I think most people who read this blog also read my sister's. So..sorry if this is old news. But it is worth repeating. John Thomas arrived on Monday around lunch time and God was gracious (as was Steven) and I was able to be there--like, right there when he arrived. There is absolutely nothing, at all, in this whole wide world as miraculous.
He is doing well, although there are/were a few complications. For those of you who are interested in knowing a lot more, you can read here and then here for the most recent update. Basically when he took his first breath he tore a small hole in his lung. He had a tube put in. Now the hole is closed up, the tube is out, but he has an infection and jaundice. He is in the NICU and more than likely will be for a few more days. Laura Beth was going home tonight. She desperately wants to nurse and has been able to a few times. But they are also feeding him with a bottle. And she will pump while she is at home until she can get back tomorrow.
I am going to steal a few pictures from Sarah's blog.
Isn't he heavenly? I haven't been able to hold him yet. LB has only been able to hold him a handful of times.
So, what are we doing around here? Getting ready for Valentine's Day. There are about 2,000 Hello Kitty, Superman, etc. cards, pencils, heart stickers floating around our house. They're having some trouble understanding the concept of you take one to everyone in your class and you get to come home with one from everyone. They just feel like they are giving them all away. Ellie was sobbing yesterday as we were designating (sp?) a Valentine for each boy and girl in her class. She would decide on one for someone and then start crying because she really, really wanted that one for herself. Did I do that? I don't remember. But I do remember absolutely loving Valentine's Day and making a box to put the cards in. I still love Valentine's Day. I think the only time I really didn't care for it was when I was in college, living in a dorm, had no boyfriend, and saw flowers arrive at the front desk all day long. It felt like I was the only one on the entire campus without a Valentine.
One last thing before I go. There is an older man in our church who died on Friday night. We had been visiting him and his wife in his last days. This is the first time I had really been around someone who was so close to death. There is another older lady that we used to go to church with who is also on her death bed. Steven went to see her today and said she is not good. I think about John a few days into his life and about these two who were/are at the very end of theirs. I am somewhere in the middle--unless the Lord calls me home early. As we were waiting on John to arrive-not knowing when-these two families were waiting for the end-not knowing for sure either when that day would be. I just think of God's sovereignty and how He has ordained my life and my days. Amazing that the God of all creation thought out the exact time I was to be conceived and then born into this world and He knows exactly when I will leave it. Can't I trust Him with all that is in between?

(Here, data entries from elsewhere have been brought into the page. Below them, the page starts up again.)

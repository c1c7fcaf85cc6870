//! Colocation constraints.

use super::common::{
    Options, ROLES, invalid_value, normalize_role, validate_option_names, validate_resources,
    validate_score,
};
use super::resource_set::create_set_constraint;
use super::{BuildContext, ResourceSetSpec};
use crate::error::Result;
use crate::kind::ElementKind;
use crate::locator;
use crate::reports::ReportList;
use cibtree::{Document, NodeId};

const SET_OPTIONS: [&str; 2] = ["id", "score"];
const PLAIN_OPTIONS: [&str; 4] = ["id", "rsc-role", "score", "with-rsc-role"];
const DEFAULT_SCORE: &str = "INFINITY";

fn validate_score_option(options: &Options, reports: &mut ReportList) {
    if let Some(item) = options.get("score").and_then(|score| validate_score(score)) {
        reports.push(item);
    }
}

/// Create an `rsc_colocation` over resource sets.
pub fn create_with_sets(
    doc: &mut Document,
    ctx: &mut BuildContext,
    sets: &[ResourceSetSpec],
    options: &Options,
) -> Result<Option<NodeId>> {
    let mut reports = validate_option_names(options, &SET_OPTIONS, "set constraint");
    validate_score_option(options, &mut reports);
    let attributes = [(
        "score".to_string(),
        options
            .get("score")
            .cloned()
            .unwrap_or_else(|| DEFAULT_SCORE.to_string()),
    )];
    create_set_constraint(
        doc,
        ctx,
        ElementKind::Colocation,
        sets,
        options,
        reports,
        &attributes,
    )
}

/// Create an `rsc_colocation` placing `rsc` with `with_rsc`.
pub fn create_plain(
    doc: &mut Document,
    ctx: &mut BuildContext,
    rsc: &str,
    with_rsc: &str,
    options: &Options,
) -> Result<Option<NodeId>> {
    let section = locator::constraints_section(doc)?;
    let mut reports = validate_option_names(options, &PLAIN_OPTIONS, "constraint");
    validate_score_option(options, &mut reports);

    let mut roles = Vec::new();
    for name in ["rsc-role", "with-rsc-role"] {
        if let Some(value) = options.get(name) {
            match normalize_role(value) {
                Some(role) => roles.push((name, role)),
                None => reports.push(invalid_value(name, value, &ROLES)),
            }
        }
    }
    reports.append(validate_resources(doc, [rsc, with_rsc], &ctx.force_flags)?);
    reports.append(ctx.book_requested_id(doc, options));
    if ctx.absorb(reports) {
        return Ok(None);
    }

    let score = options.get("score").map_or(DEFAULT_SCORE, String::as_str);
    let id = ctx.id_or_allocate(doc, options, &format!("colocation-{rsc}-{with_rsc}-{score}"));
    let constraint = doc.append_element_with_attrs(
        section,
        "rsc_colocation",
        &[
            ("id", id.as_str()),
            ("rsc", rsc),
            ("with-rsc", with_rsc),
            ("score", score),
        ],
    );
    for (name, role) in roles {
        doc.set_attr(constraint, name, role);
    }
    log::debug!("Created colocation '{id}'");
    Ok(Some(constraint))
}
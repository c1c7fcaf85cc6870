//! XML reading into a [`Document`].
//!
//! Whitespace-only text is dropped; comments, processing instructions and
//! the XML declaration are ignored. Everything else that is not an element
//! becomes the text content of the enclosing element.

use crate::document::{Document, NodeId};
use crate::error::{Error, Result};
use quick_xml::Reader;
use quick_xml::events::{BytesStart, Event};
use std::path::Path;

/// Parse a document from a file.
pub fn parse_file(path: &Path) -> Result<Document> {
    let content = std::fs::read_to_string(path)?;
    parse_string(&content)
}

/// Parse a document from a string.
pub fn parse_string(content: &str) -> Result<Document> {
    let mut reader = Reader::from_str(content);
    reader.config_mut().trim_text(true);

    let mut doc: Option<Document> = None;
    let mut stack: Vec<NodeId> = Vec::new();

    loop {
        match reader.read_event().map_err(Error::parse)? {
            Event::Start(start) => {
                let node = open_element(&mut doc, &stack, &start)?;
                stack.push(node);
            }
            Event::Empty(start) => {
                open_element(&mut doc, &stack, &start)?;
            }
            Event::End(_) => {
                stack.pop();
            }
            Event::Text(text) => {
                let value = text.unescape().map_err(Error::parse)?;
                append_text(doc.as_mut(), &stack, &value);
            }
            Event::CData(data) => {
                let value = String::from_utf8_lossy(&data).into_owned();
                append_text(doc.as_mut(), &stack, &value);
            }
            Event::Eof => break,
            // Declarations, comments, processing instructions, doctypes
            _ => {}
        }
    }

    let doc = doc.ok_or(Error::NoRoot)?;
    if let Some(&open) = stack.last() {
        return Err(Error::Unclosed(doc.tag(open).to_string()));
    }
    Ok(doc)
}

/// Create the element described by `start` below the current stack top.
fn open_element(
    doc: &mut Option<Document>,
    stack: &[NodeId],
    start: &BytesStart<'_>,
) -> Result<NodeId> {
    let tag = String::from_utf8_lossy(start.name().as_ref()).into_owned();

    let node = if let Some(existing) = doc.as_mut() {
        let Some(&parent) = stack.last() else {
            return Err(Error::MultipleRoots(tag));
        };
        existing.append_element(parent, &tag)
    } else {
        let created = Document::new(&tag);
        let root = created.root();
        *doc = Some(created);
        root
    };

    let Some(doc) = doc.as_mut() else {
        return Err(Error::NoRoot);
    };
    for attribute in start.attributes() {
        let attribute = attribute.map_err(Error::parse)?;
        let name = String::from_utf8_lossy(attribute.key.as_ref()).into_owned();
        let value = attribute.unescape_value().map_err(Error::parse)?;
        doc.set_attr(node, &name, &value);
    }
    Ok(node)
}

fn append_text(doc: Option<&mut Document>, stack: &[NodeId], value: &str) {
    let (Some(doc), Some(&node)) = (doc, stack.last()) else {
        return;
    };
    if value.trim().is_empty() {
        return;
    }
    let text = match doc.text(node) {
        Some(existing) => format!("{existing}{value}"),
        None => value.to_string(),
    };
    doc.set_text(node, Some(&text));
}
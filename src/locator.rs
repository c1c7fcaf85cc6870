//! Finding configuration elements by id.
//!
//! Identity search covers the whole document except the `status` section.
//! Reference-only elements (`resource_ref`, `obj_ref`, ACL `role`) carry an
//! `id` attribute naming somebody else and are never returned. A primitive
//! acting as a guest node is also found by its node name.

use crate::error::{Error, Result};
use crate::kind::{ElementKind, guest_node_name, kind_of};
use cibtree::{Document, NodeId};

/// Configuration elements, the `status` subtree excluded.
pub fn configuration_elements(doc: &Document) -> Vec<NodeId> {
    let root = doc.root();
    let mut nodes = vec![root];
    nodes.extend(doc.descendants_pruned(root, |d, n| kind_of(d, n) == ElementKind::Status));
    nodes
}

fn is_identity_match(doc: &Document, node: NodeId, id: &str) -> bool {
    doc.attr(node, "id") == Some(id) && !kind_of(doc, node).is_reference_only()
}

/// Elements whose own `id` attribute equals `id`.
pub fn find_by_id_strict(doc: &Document, id: &str) -> Vec<NodeId> {
    configuration_elements(doc)
        .into_iter()
        .filter(|&node| is_identity_match(doc, node, id))
        .collect()
}

/// Elements identified by `id`, including guest node primitives whose
/// `remote-node` meta attribute equals `id`.
///
/// More than one result means the document is broken.
pub fn find_by_id(doc: &Document, id: &str) -> Vec<NodeId> {
    configuration_elements(doc)
        .into_iter()
        .filter(|&node| is_identity_match(doc, node, id) || guest_node_name(doc, node) == Some(id))
        .collect()
}

/// The single element identified by `id`.
pub fn find_unique_by_id(doc: &Document, id: &str) -> Result<Option<NodeId>> {
    let found = find_by_id(doc, id);
    match found.as_slice() {
        [] => Ok(None),
        [node] => Ok(Some(*node)),
        _ => Err(Error::AmbiguousId {
            id: id.to_string(),
            count: found.len(),
        }),
    }
}

/// Check whether `id` identifies an element.
pub fn exists(doc: &Document, id: &str) -> bool {
    !find_by_id(doc, id).is_empty()
}

/// Batch lookup. Returns the elements found, in the order of `ids`, and
/// the ids that were not found.
pub fn find_by_ids<I, S>(doc: &Document, ids: I) -> Result<(Vec<NodeId>, Vec<String>)>
where
    I: IntoIterator<Item = S>,
    S: AsRef<str>,
{
    let mut found = Vec::new();
    let mut missing = Vec::new();
    for id in ids {
        let id = id.as_ref();
        match find_unique_by_id(doc, id)? {
            Some(node) => found.push(node),
            None => missing.push(id.to_string()),
        }
    }
    Ok((found, missing))
}

/// Follow a path of child tags from the root, accepting documents rooted
/// either at `cib` or directly at `configuration`.
pub fn section(doc: &Document, path: &[&str]) -> Result<NodeId> {
    let mut path = path;
    if let Some((first, rest)) = path.split_first()
        && doc.tag(doc.root()) == *first
    {
        path = rest;
    }
    let mut current = doc.root();
    for tag in path {
        current = doc
            .first_child_by_tag(current, tag)
            .ok_or_else(|| Error::MissingSection(tag.to_string()))?;
    }
    Ok(current)
}

/// The `configuration/constraints` section.
pub fn constraints_section(doc: &Document) -> Result<NodeId> {
    section(doc, &["configuration", "constraints"])
}

/// The `configuration/resources` section.
pub fn resources_section(doc: &Document) -> Result<NodeId> {
    section(doc, &["configuration", "resources"])
}

#[cfg(test)]
mod tests {
    use super::*;

    const CIB: &str = r#"
        <cib>
          <configuration>
            <resources>
              <primitive id="R1"/>
              <primitive id="vm1">
                <meta_attributes id="vm1-meta">
                  <nvpair id="vm1-meta-rn" name="remote-node" value="guest1"/>
                </meta_attributes>
              </primitive>
            </resources>
            <constraints>
              <rsc_order id="o1">
                <resource_set id="o1-set">
                  <resource_ref id="R1"/>
                </resource_set>
              </rsc_order>
            </constraints>
            <tags><tag id="T1"><obj_ref id="R1"/></tag></tags>
            <acls>
              <acl_target id="user1"><role id="role1"/></acl_target>
              <acl_role id="role1"/>
            </acls>
          </configuration>
          <status>
            <node_state id="R1"/>
          </status>
        </cib>"#;

    #[test]
    fn test_find_skips_references_and_status() {
        let doc = Document::parse(CIB).unwrap();
        let found = find_by_id(&doc, "R1");
        assert_eq!(found.len(), 1);
        assert_eq!(doc.tag(found[0]), "primitive");

        let found = find_by_id(&doc, "role1");
        assert_eq!(found.len(), 1);
        assert_eq!(doc.tag(found[0]), "acl_role");
    }

    #[test]
    fn test_find_guest_node_by_name() {
        let doc = Document::parse(CIB).unwrap();
        let found = find_by_id(&doc, "guest1");
        assert_eq!(found.len(), 1);
        assert_eq!(doc.attr(found[0], "id"), Some("vm1"));
        assert!(find_by_id_strict(&doc, "guest1").is_empty());
    }

    #[test]
    fn test_find_by_ids() {
        let doc = Document::parse(CIB).unwrap();
        let (found, missing) = find_by_ids(&doc, ["o1", "nope", "T1"]).unwrap();
        assert_eq!(found.len(), 2);
        assert_eq!(doc.tag(found[0]), "rsc_order");
        assert_eq!(doc.tag(found[1]), "tag");
        assert_eq!(missing, vec!["nope".to_string()]);
    }

    #[test]
    fn test_ambiguous_id() {
        let doc = Document::parse(r#"<cib><a id="x"/><b id="x"/></cib>"#).unwrap();
        let err = find_unique_by_id(&doc, "x").unwrap_err();
        assert!(matches!(err, Error::AmbiguousId { count: 2, .. }));
    }

    #[test]
    fn test_exists() {
        let doc = Document::parse(CIB).unwrap();
        assert!(exists(&doc, "o1-set"));
        assert!(!exists(&doc, "user2"));
    }

    #[test]
    fn test_section() {
        let doc = Document::parse(CIB).unwrap();
        let constraints = constraints_section(&doc).unwrap();
        assert_eq!(doc.tag(constraints), "constraints");

        let bare = Document::parse("<configuration><constraints/></configuration>").unwrap();
        assert!(constraints_section(&bare).is_ok());

        let empty = Document::parse("<cib/>").unwrap();
        assert!(matches!(
            resources_section(&empty),
            Err(Error::MissingSection(name)) if name == "configuration"
        ));
    }
}
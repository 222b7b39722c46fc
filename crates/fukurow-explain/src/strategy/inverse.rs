//! Inverse property reasoning

use super::{assertion, SearchContext, Strategy};
use crate::error::ExplainResult;
use crate::path::{JustificationPath, QueryTarget, ReasoningType};
use fukurow_core::format;
use fukurow_core::model::{Axiom, PropertyExpression};
use fukurow_store::HierarchyDirection;

/// Explains `p(s, o)` through the reverse assertion of an inverse property.
///
/// Besides declared `InverseProperties` pairs this also walks inverse-of
/// expressions used in equivalence and sub-property axioms.
pub struct InversePropertyStrategy;

impl InversePropertyStrategy {
    pub const NAME: &'static str = "inverse_property";
}

impl Strategy for InversePropertyStrategy {
    fn name(&self) -> &'static str {
        Self::NAME
    }

    fn description(&self) -> &'static str {
        "Reverse assertions of inverse properties"
    }

    fn priority(&self) -> i32 {
        20
    }

    fn can_explain(&self, target: &QueryTarget) -> bool {
        !target.is_class_membership()
    }

    fn explain(&self, target: &QueryTarget, ctx: &SearchContext<'_>) -> ExplainResult<Vec<JustificationPath>> {
        let QueryTarget::PropertyAssertion { subject, property, object } = target else {
            return Ok(Vec::new());
        };

        // (supporting fact, schema statement, description)
        let mut candidates: Vec<(Axiom, Axiom, String)> = Vec::new();

        for axiom in ctx.store.inverse_axioms_for(property) {
            let Axiom::InverseProperties(a, b) = axiom else { continue };
            let other = if a.is_named(property) {
                b
            } else if b.is_named(property) {
                a
            } else {
                continue;
            };
            candidates.push((
                assertion(other, object, subject),
                axiom.clone(),
                format!(
                    "Inverse property reasoning: {} is the inverse of {}",
                    property.short_form(),
                    format::property(other)
                ),
            ));
        }

        for axiom in ctx.store.equivalent_property_axioms_for(property) {
            let Axiom::EquivalentProperties(ops) = axiom else { continue };
            for op in ops.iter().filter(|op| op.is_anonymous()) {
                candidates.push((
                    assertion(op, subject, object),
                    axiom.clone(),
                    format!(
                        "Inverse property reasoning: {} ≡ {}",
                        property.short_form(),
                        format::property(op)
                    ),
                ));
            }
        }

        for axiom in ctx.store.sub_property_axioms_for(property, HierarchyDirection::Super) {
            if let Axiom::SubPropertyOf(sub @ PropertyExpression::InverseOf(_), _) = axiom {
                candidates.push((
                    assertion(sub, subject, object),
                    axiom.clone(),
                    format!(
                        "Inverse property reasoning: {} ⊑ {}",
                        format::property(sub),
                        property.short_form()
                    ),
                ));
            }
        }

        let paths = candidates
            .into_iter()
            .filter(|(fact, _, _)| ctx.holds(fact))
            .take(ctx.config.max_paths_per_strategy)
            .map(|(fact, schema, description)| {
                let axioms = vec![fact, schema];
                JustificationPath::new(axioms, description, ReasoningType::InverseProperty, Self::NAME)
            })
            .collect();
        Ok(paths)
    }
}
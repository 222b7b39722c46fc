//! Feature tags for justification paths

use crate::dedup::Deduplicator;
use crate::path::JustificationPath;
use fukurow_core::model::{Axiom, AxiomKind};
use serde::{Deserialize, Serialize};
use std::collections::{BTreeMap, BTreeSet, HashSet};

/// Order in which codes appear in a tag
pub const CANONICAL_ORDER: [char; 20] = [
    'D', 'H', 'Q', 'T', 'S', 'I', 'F', 'N', 'E', 'L', 'C', '∩', 'U', 'R', 'M', 'J', 'V', 'A', 'Y', '¬',
];

/// Code appended when the schema statements span several categories
pub const MULTI_STEP: char = 'M';

/// Category of a schema statement, used for the multi-step flag
#[derive(Debug, Clone, Copy, PartialEq, Eq, Hash, Ord, PartialOrd, Serialize, Deserialize)]
#[serde(rename_all = "SCREAMING_SNAKE_CASE")]
pub enum FeatureCategory {
    Hierarchy,
    Equivalence,
    DomainRange,
    Transitivity,
    Symmetry,
    Inverse,
    Functional,
    PropertyChain,
    Disjoint,
    Intersection,
    Union,
    Existential,
    Universal,
    Cardinality,
    Other,
}

impl FeatureCategory {
    pub fn name(&self) -> &'static str {
        match self {
            FeatureCategory::Hierarchy => "HIERARCHY",
            FeatureCategory::Equivalence => "EQUIVALENCE",
            FeatureCategory::DomainRange => "DOMAIN_RANGE",
            FeatureCategory::Transitivity => "TRANSITIVITY",
            FeatureCategory::Symmetry => "SYMMETRY",
            FeatureCategory::Inverse => "INVERSE",
            FeatureCategory::Functional => "FUNCTIONAL",
            FeatureCategory::PropertyChain => "PROPERTY_CHAIN",
            FeatureCategory::Disjoint => "DISJOINT",
            FeatureCategory::Intersection => "INTERSECTION",
            FeatureCategory::Union => "UNION",
            FeatureCategory::Existential => "EXISTENTIAL",
            FeatureCategory::Universal => "UNIVERSAL",
            FeatureCategory::Cardinality => "CARDINALITY",
            FeatureCategory::Other => "OTHER",
        }
    }
}

/// Breakdown behind one tag
#[derive(Debug, Clone, PartialEq, Eq, Serialize, Deserialize)]
pub struct TagAnalysis {
    /// Occurrences per code, in canonical order
    pub counts: Vec<(char, usize)>,
    pub categories: BTreeSet<FeatureCategory>,
    pub multi_step: bool,
    pub tag: String,
}

/// Maps the distinct statements of a path to one-letter feature codes
#[derive(Debug, Clone, Copy, Default)]
pub struct Tagger;

impl Tagger {
    pub fn new() -> Self {
        Tagger
    }

    pub fn tag(&self, path: &JustificationPath) -> String {
        self.analyze(path).tag
    }

    pub fn tag_all(&self, paths: &[JustificationPath]) -> Vec<String> {
        paths.iter().map(|p| self.tag(p)).collect()
    }

    pub fn analyze(&self, path: &JustificationPath) -> TagAnalysis {
        let mut seen = HashSet::new();
        let mut counts: BTreeMap<usize, usize> = BTreeMap::new();
        let mut categories = BTreeSet::new();

        for axiom in path.axioms() {
            if !seen.insert(Deduplicator::canonical(axiom)) {
                continue;
            }
            if let Some(code) = Self::code_for(axiom, path.is_inferred()) {
                *counts.entry(position(code)).or_default() += 1;
            }
            if let Some(category) = Self::category_for(axiom.kind()) {
                categories.insert(category);
            }
        }

        let multi_step = categories.len() >= 2;
        if multi_step {
            *counts.entry(position(MULTI_STEP)).or_default() += 1;
        }

        let counts: Vec<(char, usize)> = counts.into_iter().map(|(pos, n)| (CANONICAL_ORDER[pos], n)).collect();
        let tag = counts
            .iter()
            .flat_map(|&(code, n)| std::iter::repeat(code).take(n))
            .collect();

        TagAnalysis { counts, categories, multi_step, tag }
    }

    /// Code of one statement. Facts only count in direct (non-inferred) paths.
    pub fn code_for(axiom: &Axiom, inferred: bool) -> Option<char> {
        let code = match axiom.kind() {
            AxiomKind::ClassAssertion | AxiomKind::PropertyAssertion => return (!inferred).then_some('D'),
            AxiomKind::SubClassOf | AxiomKind::SubPropertyOf => 'H',
            AxiomKind::EquivalentClasses | AxiomKind::EquivalentProperties => 'Q',
            AxiomKind::Transitive => 'T',
            AxiomKind::Symmetric => 'S',
            AxiomKind::InverseProperties => 'I',
            AxiomKind::Functional | AxiomKind::InverseFunctional => 'F',
            AxiomKind::PropertyChain => 'N',
            AxiomKind::SomeValuesFrom => 'E',
            AxiomKind::AllValuesFrom => 'L',
            AxiomKind::Cardinality => 'C',
            AxiomKind::IntersectionOf => '∩',
            AxiomKind::UnionOf => 'U',
            AxiomKind::Domain | AxiomKind::Range => 'R',
            AxiomKind::DisjointClasses => 'J',
            AxiomKind::Reflexive => 'V',
            AxiomKind::Asymmetric => 'A',
            AxiomKind::Irreflexive => 'Y',
            AxiomKind::ComplementOf => '¬',
        };
        Some(code)
    }

    /// Category of a schema statement kind; `None` for facts
    pub fn category_for(kind: AxiomKind) -> Option<FeatureCategory> {
        let category = match kind {
            AxiomKind::ClassAssertion | AxiomKind::PropertyAssertion => return None,
            AxiomKind::SubClassOf | AxiomKind::SubPropertyOf => FeatureCategory::Hierarchy,
            AxiomKind::EquivalentClasses | AxiomKind::EquivalentProperties => FeatureCategory::Equivalence,
            AxiomKind::Domain | AxiomKind::Range => FeatureCategory::DomainRange,
            AxiomKind::Transitive => FeatureCategory::Transitivity,
            AxiomKind::Symmetric => FeatureCategory::Symmetry,
            AxiomKind::InverseProperties => FeatureCategory::Inverse,
            AxiomKind::Functional | AxiomKind::InverseFunctional => FeatureCategory::Functional,
            AxiomKind::PropertyChain => FeatureCategory::PropertyChain,
            AxiomKind::DisjointClasses => FeatureCategory::Disjoint,
            AxiomKind::IntersectionOf => FeatureCategory::Intersection,
            AxiomKind::UnionOf => FeatureCategory::Union,
            AxiomKind::SomeValuesFrom => FeatureCategory::Existential,
            AxiomKind::AllValuesFrom => FeatureCategory::Universal,
            AxiomKind::Cardinality => FeatureCategory::Cardinality,
            AxiomKind::Reflexive | AxiomKind::Irreflexive | AxiomKind::Asymmetric | AxiomKind::ComplementOf => {
                FeatureCategory::Other
            }
        };
        Some(category)
    }

    /// Code → meaning table, in canonical order
    pub fn tag_descriptions() -> Vec<(char, &'static str)> {
        CANONICAL_ORDER
            .iter()
            .map(|&code| {
                let meaning = match code {
                    'D' => "Direct assertion",
                    'H' => "Hierarchy (subclass or sub-property)",
                    'Q' => "Equivalence",
                    'T' => "Transitive property",
                    'S' => "Symmetric property",
                    'I' => "Inverse property",
                    'F' => "Functional or inverse-functional property",
                    'N' => "Property chain",
                    'E' => "Existential restriction",
                    'L' => "Universal restriction",
                    'C' => "Cardinality restriction",
                    '∩' => "Intersection",
                    'U' => "Union",
                    'R' => "Domain or range",
                    'M' => "Multi-step (several reasoning categories)",
                    'J' => "Disjoint classes",
                    'V' => "Reflexive property",
                    'A' => "Asymmetric property",
                    'Y' => "Irreflexive property",
                    _ => "Complement",
                };
                (code, meaning)
            })
            .collect()
    }
}

fn position(code: char) -> usize {
    CANONICAL_ORDER.iter().position(|&c| c == code).unwrap_or(CANONICAL_ORDER.len() - 1)
}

"My frame was not hidden from You, when I was made in secret, and skillfully wrought in the depths of the earth; Your eyes have seen my unformed substance; And in Your book were all written the days that were ordained for me, When as yet there was not one of them."
Psalm 139:15-16
3 comments:
Good Post, Sweetie. About John, about life and death and sovreignty of God - and so Ellie about the valentines. I smiled so. It's so her and I miss all of you. No - you didn't have that response - but that's just E.
Love, MOM
E. commented off of Sarah's address. Sarah hasn't started calling you sweetie. MOM
Glad he's here and on the mend. Praying that he gets to go home and nurses like he never knew any different. So happy you got to be there. I totally agree--such an honor to be witness to the amazing miracle of birth!